I think we all have to kind of make our own destiny in these times. I had started all of these productions and albums and EPs at the beginning of 2020, obviously with no idea what was coming. And then all of a sudden, I’m at this huge impasse. I can do the tracks on my own, even remote sessions, so I’m lucky. With The Roots, they played horns on Jewels’ tracks and some on Jerome’s. That stuff, you can pull off remote, even section work, but the vocals is the real impasse and it’s an impasse on every level—technically, techniques, compression and all that. If you’re trying to produce vocals over a zoom session, you can do it. But it’s not like being in the room with someone. I had to kind of make some decisions. Can we do vocals remotely? And how does that come out? How does it come out sonically? How does it come out vibe-wise? I think there have been some successes and some things that are not. 
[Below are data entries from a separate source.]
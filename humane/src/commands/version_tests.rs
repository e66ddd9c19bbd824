use super::*;

#[test]
fn test_print_version_contains_package_name() {
    let output = get_version_string();
    assert!(output.starts_with("humane "));
}

#[test]
fn test_print_version_contains_version_number() {
    let output = get_version_string();
    assert!(output.contains(env!("CARGO_PKG_VERSION")));
}

#[test]
fn test_print_version_contains_libhumane_version() {
    let output = get_version_string();
    assert!(output.contains(&format!("libhumane {}", libhumane::version())));
}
For vocalists I really felt it was important that they felt it was important to be together, so we all got tested and kept it really tight and just made a bubble with that person. I’m fortunate that my studio is not a commercial studio, there’s no traffic. So if I’m going to have one person coming in, on average maybe three to four times a week to cut background and lead vocals, then that’s a fairly controlled situation. So that’s basically what I’ve been doing the whole year—a lot of remote work and then when necessary, particularly for vocals, we would we do them in person. And it’s worked quite well. I do miss a lot of stuff, but I had to draw a line.

I do think that in difficult times, it’s where you find the greatest ingenuity. You kind of have to have that obstacle. I consider all of this consequential; it’s consequential to your career and to your livelihood and to your family and to your art form. You must continue. Mixers and engineers are, by their very nature, problem solvers.  So when the problems arise, Covid or anything else, innovative solutions do come out of it. We don’t have to be in the same room to do a mix. It’s better. But we don’t have to be.

 

Jacoby producing a relatively rare recent in-person session at Power Station New England for artist Lila DuPont, with Evan Bakke engineering.

You’re trying to find the positive…
If there is a positive. I guess one positive side right now is that streaming revenue is better than it’s ever been. And so the desire of people to make music, the music creators, the writers, producers, mixers, artists, I think is as strong as it’s ever been. All of the creative energy that could be spent on tour or could be spent on this and that, it’s all being sort of pointed at the studio. New creation. If content was everything before Covid, content is definitely everything right now. I’m excited for that part of it. 

Anything else?
Well, I happened to see my best friend for lunch today. And, you know, as we get older, I just feel like you don’t see your friends as much, and particularly during this time. But it was just so great. We went outside, just for a few hours, and talked. I’m not particularly social at all, but I really missed him and I missed the lunches and conversations. It was really nice. Simple, but a really nice time.